Polymorphic Malware Detection Using Deep Learning

Systems Security Course Project (September 2019 - November 2019)

Polymorphic malware evades detection by constantly changing its signature. As a proof-of-concept, I explored a novel detection method by converting malware binaries into grayscale images and training a CNN classifier on them. By fine-tuning the model on a custom-built polymorphic malware, I demonstrated that this probabilistic deep learning approach could identify threats that deterministic methods would miss.

Prediction of Colon Cancer Based on Genome Features

B.Tech. Final Year Project (September 2018 - May 2019)

This project tackled a classic bioinformatics challenge: a dataset with over 2000 genomic features but only 62 observations. My work focused on a comparative study of dimensionality reduction techniques (PCA, LDA, PLS, etc.) combined with various classifiers (SVM, Random Forest, etc.). The most effective pipeline involved reducing the data to 40 features with PLS and using a Linear SVM for classification.

Providing Relevant Answers to Search Engine Queries

Microsoft AI Challenge (November 2018 - December 2018)

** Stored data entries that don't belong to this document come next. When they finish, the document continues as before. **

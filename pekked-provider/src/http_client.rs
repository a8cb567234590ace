//! HTTP transport for JSON-RPC endpoints
//!
//! Sends a prepared request, logs traffic, classifies transport failures and
//! retries the transient ones. Envelope parsing lives with each backend.

use reqwest::RequestBuilder;
use serde::de::DeserializeOwned;
use std::time::Duration;

use crate::error::ProviderError;
use crate::utils::log_sanitizer::truncate_for_log;

/// HTTP helper functions
pub struct HttpUtils;

impl HttpUtils {
    /// Send one request and return the status code and body.
    ///
    /// # Arguments
    /// * `request_builder` - fully configured request (URL, headers, body)
    /// * `provider_name` - backend name (for logs and errors)
    /// * `rpc_method` - JSON-RPC method name (for logs)
    pub async fn execute_request(
        request_builder: RequestBuilder,
        provider_name: &str,
        rpc_method: &str,
    ) -> Result<(u16, String), ProviderError> {
        log::debug!("[{provider_name}] -> {rpc_method}");

        let response = request_builder.send().await.map_err(|e| {
            if e.is_builder() {
                // malformed endpoint: nothing to talk to
                ProviderError::NotInstalled {
                    provider: provider_name.to_string(),
                }
            } else if e.is_timeout() {
                ProviderError::Timeout {
                    provider: provider_name.to_string(),
                    detail: e.to_string(),
                }
            } else {
                ProviderError::NetworkError {
                    provider: provider_name.to_string(),
                    detail: e.to_string(),
                }
            }
        })?;

        let status_code = response.status().as_u16();

        let retry_after = response
            .headers()
            .get("retry-after")
            .and_then(|v| v.to_str().ok())
            .and_then(|v| v.parse::<u64>().ok());

        if status_code == 429 {
            let body = response.text().await.unwrap_or_default();
            log::warn!("[{provider_name}] Rate limited (HTTP 429), retry_after={retry_after:?}");
            return Err(ProviderError::RateLimited {
                provider: provider_name.to_string(),
                retry_after,
                raw_message: Some(body),
            });
        }

        if matches!(status_code, 502..=504) {
            let body = response.text().await.unwrap_or_default();
            log::warn!("[{provider_name}] Gateway error (HTTP {status_code})");
            return Err(ProviderError::NetworkError {
                provider: provider_name.to_string(),
                detail: format!("HTTP {status_code}: {}", truncate_for_log(&body)),
            });
        }

        let response_text = response
            .text()
            .await
            .map_err(|e| ProviderError::NetworkError {
                provider: provider_name.to_string(),
                detail: format!("Failed to read response body: {e}"),
            })?;

        log::debug!(
            "[{provider_name}] <- {rpc_method} (HTTP {status_code}) {}",
            truncate_for_log(&response_text)
        );

        Ok((status_code, response_text))
    }

    /// Parse a JSON response body.
    pub fn parse_json<T>(response_text: &str, provider_name: &str) -> Result<T, ProviderError>
    where
        T: DeserializeOwned,
    {
        serde_json::from_str(response_text).map_err(|e| {
            log::error!("[{provider_name}] JSON parse failed: {e}");
            log::error!(
                "[{provider_name}] Raw response: {}",
                truncate_for_log(response_text)
            );
            ProviderError::ParseError {
                provider: provider_name.to_string(),
                detail: e.to_string(),
            }
        })
    }

    /// Send a request, retrying transient failures.
    ///
    /// # Retry strategy
    /// - Only [`ProviderError::is_transient`] errors are retried
    /// - `Retry-After` is honored (capped at 30s), otherwise exponential
    ///   backoff: 100ms, 200ms, 400ms, ... (capped at 10s)
    /// - `max_retries == 0` sends exactly once
    pub async fn execute_request_with_retry(
        request_builder: RequestBuilder,
        provider_name: &str,
        rpc_method: &str,
        max_retries: u32,
    ) -> Result<(u16, String), ProviderError> {
        if max_retries == 0 {
            return Self::execute_request(request_builder, provider_name, rpc_method).await;
        }

        let mut last_error = None;

        for attempt in 0..=max_retries {
            let Some(req) = request_builder.try_clone() else {
                log::warn!("[{provider_name}] Cannot clone request, disabling retry");
                return Self::execute_request(request_builder, provider_name, rpc_method).await;
            };

            match Self::execute_request(req, provider_name, rpc_method).await {
                Ok(resp) => return Ok(resp),
                Err(e) if attempt < max_retries && e.is_transient() => {
                    let delay = retry_delay(&e, attempt);
                    log::warn!(
                        "[{}] {} failed (attempt {}/{}), retrying in {:.1}s: {}",
                        provider_name,
                        rpc_method,
                        attempt + 1,
                        max_retries,
                        delay.as_secs_f32(),
                        e
                    );
                    tokio::time::sleep(delay).await;
                    last_error = Some(e);
                }
                Err(e) => return Err(e),
            }
        }

        Err(last_error.unwrap_or_else(|| ProviderError::NetworkError {
            provider: provider_name.to_string(),
            detail: "All retries exhausted with no error captured".to_string(),
        }))
    }
}

/// Retry delay: `retry_after` when rate limited, otherwise exponential backoff.
fn retry_delay(error: &ProviderError, attempt: u32) -> Duration {
    if let ProviderError::RateLimited {
        retry_after: Some(secs),
        ..
    } = error
    {
        Duration::from_secs((*secs).min(30))
    } else {
        backoff_delay(attempt)
    }
}

/// 100ms doubled per attempt, capped at 10 seconds.
fn backoff_delay(attempt: u32) -> Duration {
    let capped_attempt = attempt.min(20);
    let delay_ms = 100_u64.saturating_mul(1_u64 << capped_attempt);
    Duration::from_millis(delay_ms.min(10_000))
}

The goal was to provide precise, direct answers to factual search queries. I developed a pipelined model using pre-trained transformers and a multi-hop attention network. The system first ranked relevant text passages from search results and then used a Machine Reading Comprehension (MRC) component to extract the exact answer span. Our model significantly outperformed most others in the competition.

B.Tech. Extra Credit Project (August 2018 - September 2018)

This was a comparative study on a dataset of 1.6 million tweets to benchmark the performance of various recurrent neural network models. I implemented and evaluated a range of architectures, from basic frequency-based classifiers to RNNs, LSTMs, GRUs, and finally attention-based models, which achieved the highest accuracy.

Swarm Intelligence for Drone Reconnaissance

DRDO Robotics and Unmanned Systems Exposition (October 2017 - March 2018)

I proposed an intelligent system to control a swarm of drones as a single, cohesive unit. Using Particle Swarm Optimization, individual drones could move collaboratively without collision. The architecture was designed with a “hive-mind” intelligence, enabling group reinforcement learning and shared computational resources, creating a scalable platform for advanced surveillance tasks.

MERN Full-Stack Web Development (Internship)

National Informatics Center (January 2018 - March 2018)

During this internship, I was involved in the ground-up development of a dynamic and responsive progressive web application. I built the entire MERN stack, including a RESTful API backend with NodeJS, ExpressJS, and MongoDB, and a reactive single-page application frontend using ReactJS.

Vehicle Numberplate Recognition at Security Checkpoint

Project with Indian Oil Corporation Limited (September 2017 - November 2017)

I developed a system to automate security logging by reading vehicle number plates from live camera footage. The system used convolutional filters to detect the number plate region, an SSD algorithm for OCR, and a modified locking protocol for database synchronization.

Autonomous ATV Movement Based on Live Camera Feed

ISRO’s National Student Space Challenge (June 2017 - September 2017)

For this challenge, I built an autonomous ATV that could navigate a terrain using only the feed from an overhead camera. The system used A* search for optimal pathfinding, various image processing techniques for real-time perception (detecting the ATV’s position, obstacles, and targets), and stepper motors for precise hardware control.